Mary C. Waters, Ph.D

M.E. Zukerman Professor of Sociology
Department of Sociology
Harvard University
Email: mcw@wjh.harvard.edu Discipline: Sociology, Demography Expertise: Neighborhood Health, Consequences of conflicts, disasters, mass traumas, Population Health, Immigration

Investigator Award
Long Term Resilience and Recovery from Disasters
Award Year: 2013 Despite the regular occurrence of large scale natural disasters such as hurricanes, earthquakes and tornadoes, evidence based policy recommendations for maximizing long term resilience and recovery has been thin. Research on large scale disasters has suffered from three problems—a lack of pre-disaster data, the short term focus of most studies that end soon after the initial impact, and a focus on the recovery of the place where the disaster occurred, rather than on the recovery of the people who experienced the disaster; wherever they may be. The RISK study—Resilience of Survivors in Hurricane Katrina is a longitudinal study of a vulnerable population—1,019 largely female African American poor people in New Orleans. They were part of a study of community college students that began a year before Hurricane Katrina. We had two waves of pre-disaster data on physical and mental health, social support, social trust, socioeconomic status and geo-coded neighborhood indicators. With support from NSF and NIH we relocated the participants and have surveyed them in 2006 and again in 2009-2010, back in New Orleans and in the 31 different states where they now lived. Our overall aim in this proposed three year project is to understand the mechanisms by which disasters affect the mental and physical health of vulnerable populations over the long-term, as well as how policy interventions can prevent resource loss and promote recovery. We seek funding to analyze our longitudinal physical and mental health data and to write a book and short policy briefs synthesizing our study and drawing out the implications for disaster and health care policy. We seek to identify the ways in which local, state and federal policy responses, as well as decisions made by private employers and non profits, can lessen the long term negative health impacts of disaster and displacement and can promote long term recovery and resilience.

Background

MARY C. WATERS is the M.E. Zukerman Professor and former chair of Sociology at Harvard University, where she is also a faculty associate and steering committee member of the Center for Population and Development Studies and a member of the Executive Committee of the Robert Wood Johnson Scholars in Health Policy Program. She has taught at Harvard since she received her PhD from U.C. Berkeley in 1986. Her work has focused on the integration of immigrants and their children, the transition to adulthood for the children of immigrants, intergroup relations, the measurement and meaning of racial and ethnic identity, and the social, demographic and psychological impact of natural disasters. She is an elected member of the National Academy of Sciences, the American Academy of Arts and Sciences, and the American Philosophical Society; a former member and chair of the Board of Trustees of the Russell Sage Foundation and she is a Member of the Committee of Final Selection of the Guggenheim Foundation.  She has testified before Congress and consulted with the US Census Bureau on the measurement of race and ethnicity. Her work has been supported by the NIH, the NSF, the Russell Sage, Mellon, Ford, Rockefeller, MacArthur, Guggenheim and WT Grant Foundations and the Foundation for Child Development.
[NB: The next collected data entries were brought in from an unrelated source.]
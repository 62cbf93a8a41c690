//! End-to-end drag scenarios for the interval seek bar.
//!
//! These drive the widget through the public `Widget` surface the way a host
//! would: measure, layout, feed pointer events, paint.

use interval_core::{
    Constraints, DrawCommand, Event, MeasureSpec, MouseButton, Point, RecordingCanvas, Rect,
    Size, TouchId, Widget,
};
use interval_seekbar::{
    IntervalChanged, IntervalSeekBar, SeekBarAttributes, TrackGeometry,
};
use proptest::prelude::*;
use std::sync::{Arc, Mutex};

fn init_tracing() {
    let _ = tracing_subscriber::fmt()
        .with_env_filter("interval_seekbar=debug")
        .with_test_writer()
        .try_init();
}

fn hosted(width: f32) -> IntervalSeekBar {
    let mut bar = IntervalSeekBar::new();
    let size = bar.measure(Constraints::new(width, width, 0.0, f32::INFINITY));
    bar.layout(Rect::from_size(size));
    bar
}

fn press(bar: &mut IntervalSeekBar, x: f32, y: f32) {
    bar.event(&Event::MouseDown {
        position: Point::new(x, y),
        button: MouseButton::Left,
    });
}

fn drag(bar: &mut IntervalSeekBar, x: f32, y: f32) -> Option<IntervalChanged> {
    bar.event(&Event::MouseMove {
        position: Point::new(x, y),
    })
    .and_then(|msg| msg.downcast::<IntervalChanged>().ok())
    .map(|msg| *msg)
}

// =============================================================================
// Host Integration
// =============================================================================

#[test]
fn test_host_measure_layout_paint() {
    let bar = hosted(400.0);
    assert_eq!(bar.bounds().size(), Size::new(400.0, 120.0));

    let mut canvas = RecordingCanvas::new();
    bar.paint(&mut canvas);
    assert_eq!(canvas.command_count(), 5);
    assert!(matches!(canvas.commands()[0], DrawCommand::Line { .. }));
    assert!(matches!(canvas.commands()[4], DrawCommand::Circle { .. }));
}

#[test]
fn test_measure_spec_matches_constraints() {
    let bar = IntervalSeekBar::new();
    assert_eq!(
        bar.measure(Constraints::loose(Size::new(500.0, 500.0))),
        bar.measure_spec(MeasureSpec::at_most(500.0), MeasureSpec::at_most(500.0))
    );
}

#[test]
fn test_configured_from_yaml() {
    let attrs = SeekBarAttributes::from_yaml(
        r##"
handle_radius: 10
horizontal_margin: 20
left_progress: 0
right_progress: 100
"##,
    )
    .unwrap();
    let mut bar = IntervalSeekBar::from_attributes(&attrs, 2.0).unwrap();
    bar.layout(Rect::new(0.0, 0.0, 400.0, 120.0));

    let geometry = bar.geometry();
    assert_eq!(geometry.track_start(), 40.0);
    assert_eq!(geometry.handle_radius(), 20.0);
    assert_eq!(geometry.handle_x(100), 360.0);
}

// =============================================================================
// Drag Scenarios
// =============================================================================

#[test]
fn test_scenario_left_drag_to_150() {
    init_tracing();
    let mut bar = hosted(400.0);
    assert_eq!(bar.geometry().min_gap_progress(), 18);

    let calls = Arc::new(Mutex::new(Vec::new()));
    let sink = Arc::clone(&calls);
    bar.set_on_progress_change_listener(move |_: &IntervalSeekBar, l: i32, r: i32| {
        sink.lock().unwrap().push((l, r));
    });

    press(&mut bar, 104.0, 60.0);
    assert_eq!(
        drag(&mut bar, 150.0, 60.0),
        Some(IntervalChanged { left: 37, right: 80 })
    );
    assert_eq!(*calls.lock().unwrap(), vec![(37, 80)]);
}

#[test]
fn test_valid_then_invalid_move() {
    init_tracing();
    let mut bar = hosted(400.0);
    let calls = Arc::new(Mutex::new(Vec::new()));
    let sink = Arc::clone(&calls);
    bar.set_on_progress_change_listener(move |_: &IntervalSeekBar, l: i32, r: i32| {
        sink.lock().unwrap().push((l, r));
    });

    press(&mut bar, 296.0, 60.0);
    assert!(drag(&mut bar, 240.0, 60.0).is_some());
    assert_eq!(bar.right_progress(), 60);
    bar.take_redraw_requests();

    // 120 maps to 30; 20 < 30 - 18 fails
    assert!(drag(&mut bar, 120.0, 60.0).is_none());
    assert_eq!(bar.right_progress(), 60);
    assert!(!bar.needs_redraw());
    assert_eq!(*calls.lock().unwrap(), vec![(20, 60)]);
}

#[test]
fn test_touch_gesture_end_to_end() {
    let mut bar = hosted(400.0);
    let id = TouchId::new(0);

    bar.event(&Event::TouchStart {
        id,
        position: Point::new(296.0, 60.0),
    });
    let msg = bar.event(&Event::TouchMove {
        id,
        position: Point::new(340.0, 60.0),
    });
    assert!(msg.is_some());
    assert_eq!(bar.right_progress(), 85);

    bar.event(&Event::TouchEnd {
        id,
        position: Point::new(340.0, 60.0),
    });
    assert!(bar.drag_state().is_idle());
}

#[test]
fn test_widget_offset_in_parent() {
    let mut bar = IntervalSeekBar::new();
    bar.layout(Rect::new(100.0, 50.0, 400.0, 120.0));

    press(&mut bar, 204.0, 110.0);
    assert_eq!(
        drag(&mut bar, 250.0, 110.0),
        Some(IntervalChanged { left: 37, right: 80 })
    );
}

// =============================================================================
// Properties
// =============================================================================

proptest! {
    #[test]
    fn prop_drag_keeps_progress_in_range(xs in prop::collection::vec(-2000.0f32..2000.0, 1..20)) {
        let mut bar = hosted(400.0);
        press(&mut bar, 104.0, 60.0);
        for x in xs {
            drag(&mut bar, x, 60.0);
            prop_assert!((0..=100).contains(&bar.left_progress()));
            prop_assert!((0..=100).contains(&bar.right_progress()));
        }
    }

    #[test]
    fn prop_committed_state_respects_gap(xs in prop::collection::vec(0.0f32..400.0, 1..20)) {
        let mut bar = hosted(400.0);
        let gap = bar.geometry().min_gap_progress();
        press(&mut bar, 296.0, 60.0);
        for x in xs {
            if let Some(msg) = drag(&mut bar, x, 60.0) {
                prop_assert!(msg.left < msg.right - gap);
            }
            prop_assert!(bar.left_progress() < bar.right_progress() - gap);
        }
    }

    #[test]
    fn prop_rejected_move_is_invisible(x in 0.0f32..400.0) {
        let mut bar = hosted(400.0);
        press(&mut bar, 104.0, 60.0);
        let before = (bar.left_progress(), bar.right_progress());
        bar.take_redraw_requests();
        if drag(&mut bar, x, 60.0).is_none() {
            prop_assert_eq!((bar.left_progress(), bar.right_progress()), before);
            prop_assert!(!bar.needs_redraw());
        }
    }

    #[test]
    fn prop_measure_fits_constraints(
        min_w in 0.0f32..500.0,
        extra_w in 0.0f32..500.0,
        min_h in 0.0f32..300.0,
        extra_h in 0.0f32..300.0,
        laid_out in 0.0f32..1200.0,
    ) {
        let bar = hosted(laid_out);
        let c = Constraints::new(min_w, min_w + extra_w, min_h, min_h + extra_h);
        let size = bar.measure(c);
        prop_assert_eq!(size, c.constrain(size));

        let open = Constraints::new(min_w, f32::INFINITY, min_h, f32::INFINITY);
        let size = bar.measure(open);
        prop_assert_eq!(size, open.constrain(size));
    }

    #[test]
    fn prop_handles_inside_track(left in 0i32..=100, right in 0i32..=100, width in 200.0f32..1200.0) {
        let bar = hosted(width).interval(left, right);
        let geometry: TrackGeometry = bar.geometry();
        if geometry.allows(left, right) {
            let lx = geometry.handle_x(left);
            let rx = geometry.handle_x(right);
            prop_assert!(lx <= rx);
            prop_assert!(lx >= geometry.track_start() - 0.001);
            prop_assert!(rx <= geometry.track_end() + 0.001);
        }
    }
}
//! Color representation and parsing.

use serde::{Deserialize, Serialize};

/// RGBA color with values in the range [0.0, 1.0].
#[derive(Debug, Clone, Copy, PartialEq, Serialize, Deserialize)]
pub struct Color {
    /// Red component [0.0, 1.0]
    pub r: f32,
    /// Green component [0.0, 1.0]
    pub g: f32,
    /// Blue component [0.0, 1.0]
    pub b: f32,
    /// Alpha component [0.0, 1.0]
    pub a: f32,
}

impl Color {
    /// Create a new color, clamping values to [0.0, 1.0].
    #[must_use]
    pub fn new(r: f32, g: f32, b: f32, a: f32) -> Self {
        Self {
            r: r.clamp(0.0, 1.0),
            g: g.clamp(0.0, 1.0),
            b: b.clamp(0.0, 1.0),
            a: a.clamp(0.0, 1.0),
        }
    }

    /// Create an opaque color from RGB values.
    #[must_use]
    pub fn rgb(r: f32, g: f32, b: f32) -> Self {
        Self::new(r, g, b, 1.0)
    }

    /// Create a color from a packed `0xAARRGGBB` integer.
    ///
    /// This is the layout mobile toolkits use for color attributes, so
    /// `0xFF00_3AFD` is an opaque blue.
    #[must_use]
    pub fn from_argb(argb: u32) -> Self {
        let [a, r, g, b] = argb.to_be_bytes();
        Self::new(
            f32::from(r) / 255.0,
            f32::from(g) / 255.0,
            f32::from(b) / 255.0,
            f32::from(a) / 255.0,
        )
    }

    /// Pack into a `0xAARRGGBB` integer.
    #[must_use]
    pub fn to_argb(&self) -> u32 {
        u32::from_be_bytes([
            Self::channel(self.a),
            Self::channel(self.r),
            Self::channel(self.g),
            Self::channel(self.b),
        ])
    }

    /// Parse a hex color string (e.g., "#ff0000" or "ff0000").
    ///
    /// Supports 6-character RGB and 8-character RGBA formats.
    ///
    /// # Errors
    ///
    /// Returns an error if the string is not a valid hex color.
    pub fn from_hex(hex: &str) -> Result<Self, ColorParseError> {
        let hex = hex.trim_start_matches('#');
        if !hex.is_ascii() {
            return Err(ColorParseError::InvalidHex);
        }

        let byte = |range: std::ops::Range<usize>| {
            u8::from_str_radix(&hex[range], 16)
                .map(|v| f32::from(v) / 255.0)
                .map_err(|_| ColorParseError::InvalidHex)
        };

        match hex.len() {
            6 => Ok(Self::rgb(byte(0..2)?, byte(2..4)?, byte(4..6)?)),
            8 => Ok(Self::new(byte(0..2)?, byte(2..4)?, byte(4..6)?, byte(6..8)?)),
            _ => Err(ColorParseError::InvalidLength),
        }
    }

    /// Convert to hex string (RGB only).
    #[must_use]
    pub fn to_hex(&self) -> String {
        format!(
            "#{:02x}{:02x}{:02x}",
            Self::channel(self.r),
            Self::channel(self.g),
            Self::channel(self.b)
        )
    }

    /// Linear interpolation between two colors.
    #[must_use]
    pub fn lerp(&self, other: &Self, t: f32) -> Self {
        let t = t.clamp(0.0, 1.0);
        Self::new(
            (other.r - self.r).mul_add(t, self.r),
            (other.g - self.g).mul_add(t, self.g),
            (other.b - self.b).mul_add(t, self.b),
            (other.a - self.a).mul_add(t, self.a),
        )
    }

    fn channel(v: f32) -> u8 {
        (v * 255.0).round() as u8
    }

    // Common colors
    /// Black color
    pub const BLACK: Self = Self {
        r: 0.0,
        g: 0.0,
        b: 0.0,
        a: 1.0,
    };
    /// White color
    pub const WHITE: Self = Self {
        r: 1.0,
        g: 1.0,
        b: 1.0,
        a: 1.0,
    };
    /// Mid gray (`#888888`)
    pub const GRAY: Self = Self {
        r: 136.0 / 255.0,
        g: 136.0 / 255.0,
        b: 136.0 / 255.0,
        a: 1.0,
    };
    /// Transparent color
    pub const TRANSPARENT: Self = Self {
        r: 0.0,
        g: 0.0,
        b: 0.0,
        a: 0.0,
    };
}

impl Default for Color {
    fn default() -> Self {
        Self::BLACK
    }
}

/// Error type for color parsing.
#[derive(Debug, Clone, PartialEq, Eq)]
pub enum ColorParseError {
    /// Invalid hex characters
    InvalidHex,
    /// Invalid string length
    InvalidLength,
}

impl std::fmt::Display for ColorParseError {
    fn fmt(&self, f: &mut std::fmt::Formatter<'_>) -> std::fmt::Result {
        match self {
            Self::InvalidHex => write!(f, "invalid hex characters"),
            Self::InvalidLength => write!(f, "invalid hex string length (expected 6 or 8)"),
        }
    }
}

impl std::error::Error for ColorParseError {}

#[cfg(test)]
mod tests {
    use super::*;
    use proptest::prelude::*;

    #[test]
    fn test_color_from_hex() {
        let c = Color::from_hex("#929292").unwrap();
        assert_eq!(c.to_hex(), "#929292");
        assert_eq!(c.a, 1.0);

        let c = Color::from_hex("003AFD").unwrap();
        assert_eq!(c.r, 0.0);
        assert_eq!(c.b, 253.0 / 255.0);
        assert_eq!(c.to_hex(), "#003afd");
    }

    #[test]
    fn test_color_from_hex_with_alpha() {
        let c = Color::from_hex("#ff000080").unwrap();
        assert_eq!(c.r, 1.0);
        assert!((c.a - 0.502).abs() < 0.01);
    }

    #[test]
    fn test_color_from_hex_invalid() {
        assert_eq!(Color::from_hex("#gg0000"), Err(ColorParseError::InvalidHex));
        assert_eq!(Color::from_hex("#ff"), Err(ColorParseError::InvalidLength));
        assert_eq!(Color::from_hex("ééé"), Err(ColorParseError::InvalidHex));
    }

    #[test]
    fn test_color_from_argb() {
        let c = Color::from_argb(0xFF00_3AFD);
        assert_eq!(c, Color::from_hex("#003afd").unwrap());
        assert_eq!(Color::from_argb(0xFFFF_FFFF), Color::WHITE);
        assert_eq!(Color::from_argb(0x0000_0000), Color::TRANSPARENT);
    }

    #[test]
    fn test_color_gray_is_888888() {
        assert_eq!(Color::GRAY.to_hex(), "#888888");
        assert_eq!(Color::GRAY.to_argb(), 0xFF88_8888);
    }

    #[test]
    fn test_color_lerp_midpoint() {
        let mid = Color::BLACK.lerp(&Color::WHITE, 0.5);
        assert!((mid.r - 0.5).abs() < 0.001);
        assert!((mid.a - 1.0).abs() < 0.001);
    }

    #[test]
    fn test_color_parse_error_display() {
        assert_eq!(
            ColorParseError::InvalidLength.to_string(),
            "invalid hex string length (expected 6 or 8)"
        );
    }

    proptest! {
        #[test]
        fn prop_argb_roundtrip(argb in any::<u32>()) {
            prop_assert_eq!(Color::from_argb(argb).to_argb(), argb);
        }

        #[test]
        fn prop_color_clamps_to_valid_range(r in -1.0f32..2.0, g in -1.0f32..2.0, b in -1.0f32..2.0) {
            let c = Color::rgb(r, g, b);
            prop_assert!((0.0..=1.0).contains(&c.r));
            prop_assert!((0.0..=1.0).contains(&c.g));
            prop_assert!((0.0..=1.0).contains(&c.b));
        }
    }
}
She is the author, co-author or editor of 11 books and over 70 articles. Her study of the children of immigrants, Inheriting the City: The Second Generation Comes of Age (with Philip Kasinitz, John Mollenkopf and Jennifer Holdaway) (Russell Sage Foundation, 2008) won the 2010 American Sociological Association Distinguished Contribution to Scholarship Award, the Mira Komarovsky Award of the Eastern Sociological Society and the Thomas and Znaniecki Award of the International Migration Section of the ASA. Her 1999 book Black Identities: West Indian Immigrant Dreams and American Realities (Harvard) won five scholarly awards. In addition to co-leading the RISK study of the longitudinal impact of natural disasters, Waters is currently the chair of the National Academy of Sciences Panel on The Integration of Immigrants into American Society and she is collaborating on a study of the role of government assistance in the integration of Latino immigrants in three American cities.